Older pets simply don’t have the energy of younger animals. If you don’t have the time or drive to look after a mischevious young pet constantly, an older pet is the perfect solution for you. They’ll most likely relax for the majority of the day!

Manners and Training

Older pets might already know commands and tricks, and they’re likely potty trained and know how to ride in a car. They may also be crate-trained. It’ll save you a lot of time and hassle if your newly adopted pet already has these essential manners.

Saving a Life

Of course, older pets need loving homes just as much as younger ones. By adopting a senior pet and including them in your family, you’re saving a life in need! That is something that you can feel good about for years to come.
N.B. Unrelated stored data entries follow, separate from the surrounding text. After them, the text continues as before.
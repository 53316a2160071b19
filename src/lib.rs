//! This is the stream_router crate. It relays data between a fixed set of
//! endpoints (serial ports, TCP clients and servers, UDP sockets and NTRIP
//! casters) according to a link graph that can be edited while the endpoints
//! are running. Every connected endpoint is served by its own tokio task;
//! data moves between tasks only through the per-endpoint inboxes of the
//! [`fabric::LinkFabric`].

pub mod cmdline;
pub mod config;
pub mod error;
pub mod fabric;
pub mod ntrip;
pub mod registry;
pub mod serial;
pub mod stream;
pub mod tcp;
pub mod transport;
pub mod udp;
pub mod worker;

pub use config::{PortConfig, RouterConfig};
pub use error::{Error, Result};
pub use fabric::LinkFabric;
pub use registry::{ConfigSource, StreamRegistry};
pub use stream::Stream;
pub use transport::{TransportKind, TransportSettings};
pub use worker::{Direction, ShowData, StreamStatus};
//! TCP client/server settings.

use std::fmt;
use std::time::Duration;

use serde::{Deserialize, Serialize};
use tokio::net::{TcpListener, TcpStream};
use tokio::time::timeout;
use tracing::info;

use crate::error::{Error, Result};

/// How long a client waits for the remote end to accept.
pub const TCP_CONNECT_TIMEOUT: Duration = Duration::from_secs(3);

#[derive(Debug, Clone, Copy, PartialEq, Eq, Default, Serialize, Deserialize)]
pub enum TcpMode {
    #[default]
    Client,
    Server,
}

/// Parameters of a TCP endpoint.
///
/// In server mode the host is meaningless: the listener binds every local
/// address on `port` and the host field is kept empty.
#[derive(Debug, Clone, PartialEq, Eq, Default, Serialize, Deserialize)]
#[serde(default)]
pub struct TcpSettings {
    pub host: String,
    pub port: u16,
    pub mode: TcpMode,
}

/// A freshly opened TCP handle.
pub enum TcpHandle {
    Client(TcpStream),
    Server(TcpListener),
}

impl TcpSettings {
    pub fn client(host: &str, port: u16) -> TcpSettings {
        TcpSettings {
            host: host.to_string(),
            port,
            mode: TcpMode::Client,
        }
    }

    pub fn server(port: u16) -> TcpSettings {
        TcpSettings {
            host: String::new(),
            port,
            mode: TcpMode::Server,
        }
    }

    pub fn set_mode(&mut self, mode: TcpMode) {
        self.mode = mode;
        if mode == TcpMode::Server {
            self.host.clear();
        }
    }

    pub fn validate(&self) -> Result<()> {
        if self.mode == TcpMode::Client {
            if self.host.trim().is_empty() {
                return Err(Error::MissingSettings("TCP host is not set".into()));
            }
            if self.port == 0 {
                return Err(Error::Settings("TCP client needs a port".into()));
            }
        }
        Ok(())
    }

    /// Connects (client) or starts listening (server).
    pub async fn connect(&self) -> Result<TcpHandle> {
        self.validate()?;
        match self.mode {
            TcpMode::Client => Ok(TcpHandle::Client(self.open_client().await?)),
            TcpMode::Server => {
                let listener = TcpListener::bind(("0.0.0.0", self.port))
                    .await
                    .map_err(|e| Error::Connect(format!("bind on port {}: {}", self.port, e)))?;
                info!("Open TCP server on port {}.", self.port);
                Ok(TcpHandle::Server(listener))
            }
        }
    }

    /// Resolves the host and connects within [`TCP_CONNECT_TIMEOUT`].
    pub async fn open_client(&self) -> Result<TcpStream> {
        let endpoint = format!("{}:{}", self.host, self.port);
        let stream = timeout(TCP_CONNECT_TIMEOUT, TcpStream::connect(&endpoint))
            .await
            .map_err(|_| Error::Connect(format!("timed out connecting to {}", endpoint)))?
            .map_err(|e| Error::Connect(format!("{}: {}", endpoint, e)))?;
        info!("Open TCP connection to {}.", endpoint);
        Ok(stream)
    }
}

impl fmt::Display for TcpSettings {
    fn fmt(&self, f: &mut fmt::Formatter<'_>) -> fmt::Result {
        match self.mode {
            TcpMode::Client => write!(f, "TCP client {}:{}", self.host, self.port),
            TcpMode::Server => write!(f, "TCP server on port {}", self.port),
        }
    }
}

#[cfg(test)]
mod tests {
    use super::*;

    #[test]
    fn test_server_mode_clears_host() {
        let mut settings = TcpSettings::client("10.0.0.1", 2101);
        settings.set_mode(TcpMode::Server);
        assert!(settings.host.is_empty());
        assert_eq!(settings.to_string(), "TCP server on port 2101");
    }

    #[test]
    fn test_client_requires_host() {
        let settings = TcpSettings::client("", 2101);
        assert!(matches!(settings.validate(), Err(Error::MissingSettings(_))));
    }

    #[tokio::test]
    async fn test_client_connect_failure() {
        // Grab a free port, then close it so nobody listens there.
        let listener = TcpListener::bind("127.0.0.1:0").await.unwrap();
        let port = listener.local_addr().unwrap().port();
        drop(listener);

        let settings = TcpSettings::client("127.0.0.1", port);
        assert!(matches!(settings.connect().await, Err(Error::Connect(_))));
    }

    #[tokio::test]
    async fn test_client_connects() {
        let listener = TcpListener::bind("127.0.0.1:0").await.unwrap();
        let port = listener.local_addr().unwrap().port();

        let settings = TcpSettings::client("127.0.0.1", port);
        let handle = settings.connect().await.unwrap();
        assert!(matches!(handle, TcpHandle::Client(_)));
    }
}
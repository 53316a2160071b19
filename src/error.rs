//! Error types for the stream router.

use std::path::PathBuf;

/// Result type alias
pub type Result<T> = std::result::Result<T, Error>;

/// Stream router error types
#[derive(Debug, thiserror::Error)]
pub enum Error {
    /// Malformed transport parameters, raised before any I/O
    #[error("Settings error: {0}")]
    Settings(String),

    /// The active transport has not been configured enough to connect
    #[error("Missing settings: {0}")]
    MissingSettings(String),

    /// The serial port is held by another process
    #[error("Serial port {0} is already in use")]
    PortInUse(String),

    /// The serial device does not exist
    #[error("Serial port {0} not found")]
    PortNotFound(String),

    /// DNS, socket or bind failure
    #[error("Connection error: {0}")]
    Connect(String),

    /// The NTRIP caster answered 401; carries the caster's response body
    #[error("NTRIP authentication failed: {0}")]
    Authentication(String),

    /// Source table retrieval failed
    #[error("Source table error: {0}")]
    SourceTable(String),

    /// Startup or shutdown script could not be read
    #[error("Cannot read script file {path}: {source}")]
    ScriptFile {
        /// Script path
        path: PathBuf,
        /// Underlying I/O failure
        source: std::io::Error,
    },

    /// Traffic log could not be opened or written
    #[error("Cannot open log file {path}: {source}")]
    LogFile {
        /// Log path
        path: PathBuf,
        /// Underlying I/O failure
        source: std::io::Error,
    },

    /// Opening the transport of a stream failed
    #[error("Stream {id} failed to open connection: {source}")]
    OpenConnection {
        /// Stream id
        id: usize,
        /// What went wrong
        source: Box<Error>,
    },

    /// Fault raised while starting or running a stream worker
    #[error("Stream worker error: {0}")]
    StreamThread(String),

    /// Closing a transport failed
    #[error("Error while closing connection: {0}")]
    Closing(String),

    /// Disconnecting a stream failed; the stream is disconnected regardless
    #[error("Error while disconnecting stream {id}: {reason}")]
    Disconnect {
        /// Stream id
        id: usize,
        /// What went wrong
        reason: String,
    },

    /// Bad configuration line or file
    #[error("Configuration error: {0}")]
    Config(String),

    /// I/O error
    #[error("I/O error: {0}")]
    Io(#[from] std::io::Error),
}
//! NMEA GGA sentences used as the position keep-alive towards a caster.

use chrono::{NaiveTime, Timelike, Utc};

/// XOR of every byte of `body`, i.e. everything between `$` and `*`.
pub fn nmea_checksum(body: &str) -> u8 {
    body.bytes().fold(0, |acc, b| acc ^ b)
}

/// Splits an absolute angle into whole degrees and decimal minutes,
/// carrying a minute value that rounds up to 60.
fn degrees_minutes(angle: f64) -> (u32, f64) {
    let angle = angle.abs();
    let mut degrees = angle.trunc() as u32;
    let mut minutes = ((angle - angle.trunc()) * 60.0 * 1e5).round() / 1e5;
    if minutes >= 60.0 {
        degrees += 1;
        minutes -= 60.0;
    }
    (degrees, minutes)
}

fn format_time(time: NaiveTime) -> String {
    let hundredths = (time.nanosecond() / 10_000_000).min(99);
    format!(
        "{:02}{:02}{:02}.{:02}",
        time.hour(),
        time.minute(),
        time.second(),
        hundredths
    )
}

/// Builds a `$GPGGA` sentence for a fixed position at the given UTC time.
///
/// Fix quality is always 1 with 8 satellites and an HDOP of 0.75.
pub fn create_gga_string_at(latitude: f64, longitude: f64, height: f64, time: NaiveTime) -> String {
    let (lat_deg, lat_min) = degrees_minutes(latitude);
    let (lon_deg, lon_min) = degrees_minutes(longitude);
    let north_south = if latitude < 0.0 { 'S' } else { 'N' };
    let east_west = if longitude < 0.0 { 'W' } else { 'E' };

    let body = format!(
        "GPGGA,{},{:02}{:08.5},{},{:03}{:08.5},{},1,08,0.75,{:.2},M,0.00,M,",
        format_time(time),
        lat_deg,
        lat_min,
        north_south,
        lon_deg,
        lon_min,
        east_west,
        height
    );
    format!("${}*{:02X}\r\n", body, nmea_checksum(&body))
}

/// Same as [`create_gga_string_at`] stamped with the current UTC time.
pub fn create_gga_string(latitude: f64, longitude: f64, height: f64) -> String {
    create_gga_string_at(latitude, longitude, height, Utc::now().time())
}
//! UDP socket settings.

use std::fmt;
use std::net::{Ipv4Addr, SocketAddr};

use serde::{Deserialize, Serialize};
use tokio::net::{lookup_host, UdpSocket};
use tracing::info;

use crate::error::{Error, Result};

/// Which directions of a UDP endpoint are active.
#[derive(Debug, Clone, Copy, PartialEq, Eq, Default, Serialize, Deserialize)]
pub enum UdpDataFlow {
    TransmitOnly,
    ListenOnly,
    #[default]
    Both,
}

impl UdpDataFlow {
    pub fn receives(self) -> bool {
        self != UdpDataFlow::TransmitOnly
    }

    pub fn transmits(self) -> bool {
        self != UdpDataFlow::ListenOnly
    }
}

/// Parameters of a UDP endpoint.
///
/// Without a specific host the socket binds the wildcard address on `port`
/// and talks broadcast; with one, sends always go to `(host, port)`.
#[derive(Debug, Clone, PartialEq, Eq, Default, Serialize, Deserialize)]
#[serde(default)]
pub struct UdpSettings {
    pub host: String,
    pub port: u16,
    pub dataflow: UdpDataFlow,
    pub specific_host: bool,
}

impl UdpSettings {
    pub fn broadcast(port: u16) -> UdpSettings {
        UdpSettings {
            port,
            ..Default::default()
        }
    }

    pub fn specific(host: &str, port: u16) -> UdpSettings {
        UdpSettings {
            host: host.to_string(),
            port,
            dataflow: UdpDataFlow::Both,
            specific_host: true,
        }
    }

    pub fn validate(&self) -> Result<()> {
        if self.specific_host {
            if self.host.trim().is_empty() {
                return Err(Error::MissingSettings("UDP host is not set".into()));
            }
            if self.port == 0 {
                return Err(Error::Settings("UDP specific host needs a port".into()));
            }
        }
        Ok(())
    }

    /// Opens the socket and resolves the default send address.
    pub async fn connect(&self) -> Result<(UdpSocket, SocketAddr)> {
        self.validate()?;
        if self.specific_host {
            let target = self.resolve_target().await?;
            let bind_addr: SocketAddr = if target.is_ipv6() {
                "[::]:0".parse().map_err(|e| Error::Connect(format!("{}", e)))?
            } else {
                (Ipv4Addr::UNSPECIFIED, 0).into()
            };
            let socket = UdpSocket::bind(bind_addr)
                .await
                .map_err(|e| Error::Connect(format!("UDP socket: {}", e)))?;
            info!("Open UDP socket towards {}.", target);
            Ok((socket, target))
        } else {
            let socket = UdpSocket::bind((Ipv4Addr::UNSPECIFIED, self.port))
                .await
                .map_err(|e| Error::Connect(format!("UDP bind on port {}: {}", self.port, e)))?;
            socket
                .set_broadcast(true)
                .map_err(|e| Error::Connect(format!("UDP broadcast: {}", e)))?;
            info!("Open UDP listener on port {}.", self.port);
            Ok((socket, (Ipv4Addr::BROADCAST, self.port).into()))
        }
    }

    async fn resolve_target(&self) -> Result<SocketAddr> {
        lookup_host((self.host.as_str(), self.port))
            .await
            .map_err(|e| Error::Connect(format!("{}: {}", self.host, e)))?
            .next()
            .ok_or_else(|| Error::Connect(format!("{} did not resolve", self.host)))
    }
}

impl fmt::Display for UdpSettings {
    fn fmt(&self, f: &mut fmt::Formatter<'_>) -> fmt::Result {
        let flow = match self.dataflow {
            UdpDataFlow::TransmitOnly => "transmit",
            UdpDataFlow::ListenOnly => "listen",
            UdpDataFlow::Both => "both",
        };
        if self.specific_host {
            write!(f, "UDP {}:{} ({})", self.host, self.port, flow)
        } else {
            write!(f, "UDP broadcast port {} ({})", self.port, flow)
        }
    }
}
Does your new pet need veterinary attention? Set up an appointment today at your animal hospital Carmel, IN. We’re here for you!

Walking Your Cat

Our canine friends are typically the ones who get walked. Did you know, though, that cats can also go for outdoor excursions? Here, your Glendale, AZ veterinarian offers a few tips for walking your cat.

Proper Equipment

Never use a collar or leash designed for use on a dog. Instead, you’ll need a specialized cat harness made for walking. Ask your veterinarian for a recommendation and head to your local pet supply store to purchase one.

Walking Safety

When you’re just starting to walk your cat, take it slow—pick a route that is quiet and calm so that your cat won’t be startled. It’s best to use a sidewalk rather than walking your feline friend on the road. Don’t let your pet come into contact with any other pets or wild animals.

Don’t Force the Issue

If your cat doesn’t seem to enjoy walking, don’t force it. It’s simply not worth the risk of permanently frightening your cat! Get your feline friend the exercise they need via scratching posts, play sessions, and cat tower structures.

If you would like more advice on walking your cat, or if your pet needs an appointment, call your animal hospital Glendale, AZ today.